= Granite outcrops of Western Australia =

Landforms of Western Australia

Granite outcrops of Western Australia are weathered landforms that occur throughout the state of Western Australia, composed primarily of the rock type granite. All recognised types of this landform can be observed, commonly as bornhardts, but also as inselbergs, castle koppies and nubbins. Rising abruptly from the surrounding landscape they create a variety of microhabitats for plants, and provide seasonal resources and refuge for a range of animals. These areas thus have rich biodiversity and many endemic species. They are significant locations that tie in with the Aboriginal and European cultural heritage of Western Australia.

== Ecology ==
Granite outcrops in the state are ecologically complex and insular, often providing niches for ancient lineages of organisms that are relics of a wetter climate. These niches include unfractured rock surface that is covered in biofilm, composed of cyanobacteria that give massive rockfaces a characteristic colour. Crusts of lichens also appear, visible mats constructed by blue-green alga and fungal associations that may be up to a billion years old. Mats composed primarily of moss and spike-moss are also found when adequate moisture is available, which in turns provides opportunities for other organisms.
At least 1300 plant species occur on granite outcrops in Western Australia, many of which are endemic to these sites. Some of these plant species gain a purchase a clefts and fissures in the rock face, and trees or large shrubs may appear in a bonsai-form.
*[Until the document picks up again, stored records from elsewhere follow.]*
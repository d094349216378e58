mod common;

use chrono::Duration;
use common::{msg, reading, t0, with_status, Harness, OWNER, RACK};
use intellirack::model::SENSOR_ERROR_STATUS;
use intellirack::store::{DeviceRegistry, SlotStatusStore};
use intellirack::{AlertType, EventTag, IngestOutcome, RealtimeEvent};

#[tokio::test]
async fn test_first_reading_is_logged() {
    let h = Harness::new().await;

    let report = h.pipeline.handle_at(msg(reading("Flour", 750.0)), t0()).await;

    assert_eq!(report.outcome, IngestOutcome::Classified);
    assert!(report.logged);
    assert!(report.alerts_created.is_empty());
    let logs = h.store.logs_for(RACK, "S1").await;
    assert_eq!(logs.len(), 1);
    assert_eq!(logs[0].weight, 750.0);
    assert_eq!(logs[0].user_id.as_deref(), Some(OWNER));
}

#[tokio::test]
async fn test_small_change_is_not_logged() {
    let h = Harness::new().await;
    h.pipeline.handle_at(msg(reading("Flour", 500.0)), t0()).await;

    // Given |delta| <= 10 and nothing else changed
    let report = h
        .pipeline
        .handle_at(msg(reading("Flour", 508.0)), t0() + Duration::seconds(5))
        .await;

    // Then no log and no alert
    assert!(!report.logged);
    assert!(report.alerts_created.is_empty());
    assert_eq!(h.store.logs_for(RACK, "S1").await.len(), 1);
    assert!(h.store.alerts().await.is_empty());

    // Slot row still tracks the latest weight
    let slot = h.store.get(RACK, "S1").await.unwrap().unwrap();
    assert_eq!(slot.weight, Some(508.0));
}

#[tokio::test]
async fn test_implausible_weight_flags_sensor_error() {
    let h = Harness::new().await;
    h.pipeline.handle_at(msg(reading("Flour", 19_000.0)), t0()).await;

    let report = h
        .pipeline
        .handle_at(msg(reading("Flour", 25_000.0)), t0() + Duration::seconds(5))
        .await;

    let decision = report.decision.unwrap();
    assert_eq!(decision.logged_status, SENSOR_ERROR_STATUS);
    assert_eq!(decision.alert_type, Some(AlertType::SensorError));
    assert!(report.logged);
    assert_eq!(report.alerts_created, vec![AlertType::SensorError]);
}

#[tokio::test]
async fn test_negative_weight_alerts_without_logging() {
    let h = Harness::new().await;
    h.pipeline.handle_at(msg(reading("Flour", 500.0)), t0()).await;

    let report = h
        .pipeline
        .handle_at(msg(reading("Flour", -5.0)), t0() + Duration::seconds(5))
        .await;

    // Never persisted, but the SENSOR_ERROR alert still fires
    assert!(!report.logged);
    assert_eq!(h.store.logs_for(RACK, "S1").await.len(), 1);
    assert_eq!(report.alerts_created, vec![AlertType::SensorError]);
}

#[tokio::test]
async fn test_restock_creates_one_alert() {
    let h = Harness::new().await;
    h.pipeline.handle_at(msg(reading("Rice", 500.0)), t0()).await;

    let report = h
        .pipeline
        .handle_at(msg(reading("Rice", 650.0)), t0() + Duration::seconds(5))
        .await;

    let decision = report.decision.unwrap();
    assert_eq!(decision.event_tag, Some(EventTag::Restock));
    assert_eq!(decision.alert_type, Some(AlertType::Restock));
    let logs = h.store.logs_for(RACK, "S1").await;
    assert_eq!(logs.last().unwrap().event_tag, Some(EventTag::Restock));

    let alerts = h.store.alerts().await;
    assert_eq!(alerts.len(), 1);
    assert_eq!(alerts[0].alert_type, AlertType::Restock);
}

#[tokio::test]
async fn test_batch_usage_creates_one_alert() {
    let h = Harness::new().await;
    h.pipeline.handle_at(msg(reading("Rice", 2000.0)), t0()).await;

    let report = h
        .pipeline
        .handle_at(msg(reading("Rice", 800.0)), t0() + Duration::seconds(5))
        .await;

    let decision = report.decision.unwrap();
    assert_eq!(decision.event_tag, Some(EventTag::BatchUsage));
    assert_eq!(decision.alert_type, Some(AlertType::BatchUsage));

    let alerts = h.store.alerts().await;
    assert_eq!(alerts.len(), 1);
    assert_eq!(alerts[0].alert_type, AlertType::BatchUsage);
}

#[tokio::test]
async fn test_repeated_empty_status_keeps_one_open_alert() {
    let h = Harness::new().await;

    let first = h
        .pipeline
        .handle_at(with_status(reading("Sugar", 0.0), "EMPTY"), t0())
        .await;
    let second = h
        .pipeline
        .handle_at(
            with_status(reading("Sugar", 0.0), "EMPTY"),
            t0() + Duration::seconds(5),
        )
        .await;

    assert_eq!(first.alerts_created, vec![AlertType::Empty]);
    assert!(second.alerts_created.is_empty());
    assert_eq!(second.alerts_suppressed, vec![AlertType::Empty]);

    let open = h.store.open_alerts().await;
    assert_eq!(open.len(), 1);
    assert_eq!(open[0].alert_type, AlertType::Empty);
}

#[tokio::test]
async fn test_acknowledged_alert_can_fire_again() {
    let h = Harness::new().await;
    h.pipeline
        .handle_at(with_status(reading("Sugar", 40.0), "LOW"), t0())
        .await;
    let alert = h.store.open_alerts().await.remove(0);
    assert!(h.alerts.acknowledge(alert.id).await.unwrap());

    let report = h
        .pipeline
        .handle_at(
            with_status(reading("Sugar", 40.0), "LOW"),
            t0() + Duration::seconds(5),
        )
        .await;

    assert_eq!(report.alerts_created, vec![AlertType::LowStock]);
    assert_eq!(h.store.alerts().await.len(), 2);
    assert_eq!(h.store.open_alerts().await.len(), 1);
}

#[tokio::test]
async fn test_reading_pushes_update_and_marks_device_online() {
    let h = Harness::new().await;
    let mut realtime = h.hub.subscribe();

    h.pipeline.handle_at(msg(reading("Oats", 320.0)), t0()).await;

    match realtime.recv().await.unwrap() {
        RealtimeEvent::Update(push) => {
            assert_eq!(push.device_id, RACK);
            assert_eq!(push.weight, Some(320.0));
            assert!(push.is_online);
        }
        other => panic!("unexpected {:?}", other),
    }
    assert_eq!(realtime.recv().await.unwrap().channel(), "deviceStatus");

    let device = h.store.find_by_rack_id(RACK).await.unwrap().unwrap();
    assert!(device.is_online);
    assert_eq!(device.last_seen, Some(t0()));
    assert_eq!(h.live.last_heartbeat(RACK), Some(t0()));
}

#[tokio::test]
async fn test_same_timestamp_is_logged_once() {
    let h = Harness::new().await;
    let mut first = reading("Flour", 500.0);
    first.timestamp = Some(t0());
    let mut replayed = reading("Flour", 900.0);
    replayed.timestamp = Some(t0());

    h.pipeline.handle_at(msg(first), t0()).await;
    let report = h
        .pipeline
        .handle_at(msg(replayed), t0() + Duration::seconds(1))
        .await;

    assert_eq!(report.outcome, IngestOutcome::Stale);
    assert!(!report.logged);
    assert!(report.failures.is_empty());
    assert!(report.alerts_created.is_empty());
    assert_eq!(h.store.logs_for(RACK, "S1").await.len(), 1);
    assert!(h.store.alerts().await.is_empty());
}

#[tokio::test]
async fn test_redelivered_older_reading_is_ignored() {
    let h = Harness::new().await;
    let t1 = t0();
    let t2 = t0() + Duration::minutes(1);
    let mut full = reading("Rice", 2000.0);
    full.timestamp = Some(t1);
    let mut used = reading("Rice", 800.0);
    used.timestamp = Some(t2);

    h.pipeline.handle_at(msg(full.clone()), t1).await;
    let report = h.pipeline.handle_at(msg(used), t2).await;
    assert_eq!(report.alerts_created, vec![AlertType::BatchUsage]);

    // Given the broker redelivers the first reading after the second
    let report = h
        .pipeline
        .handle_at(msg(full), t2 + Duration::seconds(5))
        .await;

    // Then slot state stays on the newer reading and no RESTOCK appears
    assert_eq!(report.outcome, IngestOutcome::Stale);
    assert!(report.decision.is_none());
    assert!(report.alerts_created.is_empty());
    let slot = h.store.get(RACK, "S1").await.unwrap().unwrap();
    assert_eq!(slot.weight, Some(800.0));
    let types: Vec<_> = h.store.alerts().await.iter().map(|a| a.alert_type).collect();
    assert_eq!(types, vec![AlertType::BatchUsage]);
    assert_eq!(h.store.logs_for(RACK, "S1").await.len(), 2);
}

#[tokio::test]
async fn test_redelivered_critical_reading_raises_nothing_after_ack() {
    let h = Harness::new().await;
    let mut empty = reading("Salt", 0.0);
    empty.timestamp = Some(t0());
    empty.status = Some("EMPTY".to_string());

    h.pipeline.handle_at(msg(empty.clone()), t0()).await;
    let alert = h.store.open_alerts().await.remove(0);
    h.alerts.acknowledge(alert.id).await.unwrap();

    let report = h
        .pipeline
        .handle_at(msg(empty), t0() + Duration::seconds(30))
        .await;

    assert_eq!(report.outcome, IngestOutcome::Stale);
    assert!(report.alerts_created.is_empty());
    assert!(h.store.open_alerts().await.is_empty());
}

#[tokio::test(flavor = "multi_thread", worker_threads = 4)]
async fn test_concurrent_readings_for_one_slot_log_once() {
    let h = Harness::new().await;

    // Given 16 identical readings for a fresh slot arriving together
    let mut handles = Vec::new();
    for i in 0..16 {
        let pipeline = h.pipeline.clone();
        handles.push(tokio::spawn(async move {
            pipeline
                .handle_at(msg(reading("Flour", 500.0)), t0() + Duration::milliseconds(i))
                .await
        }));
    }
    let mut logged = 0;
    for handle in handles {
        if handle.await.unwrap().logged {
            logged += 1;
        }
    }

    // Then only the first one through the slot lock is logged
    assert_eq!(logged, 1);
    assert_eq!(h.store.logs_for(RACK, "S1").await.len(), 1);
}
Slabs of rock, split by exfoliation or cracked and pushed up to an A profile, form habitat that is cooler, damper, and secure for plant and animal species that are often specially adapted to the narrow environ.

Pools of rainwater known as gnammas often form on granite outcrops. These provide habitat to around 230 aquatic invertebrates, of which at least 50 are endemic to these pools, and provide fresh water to other inhabitants and visitors.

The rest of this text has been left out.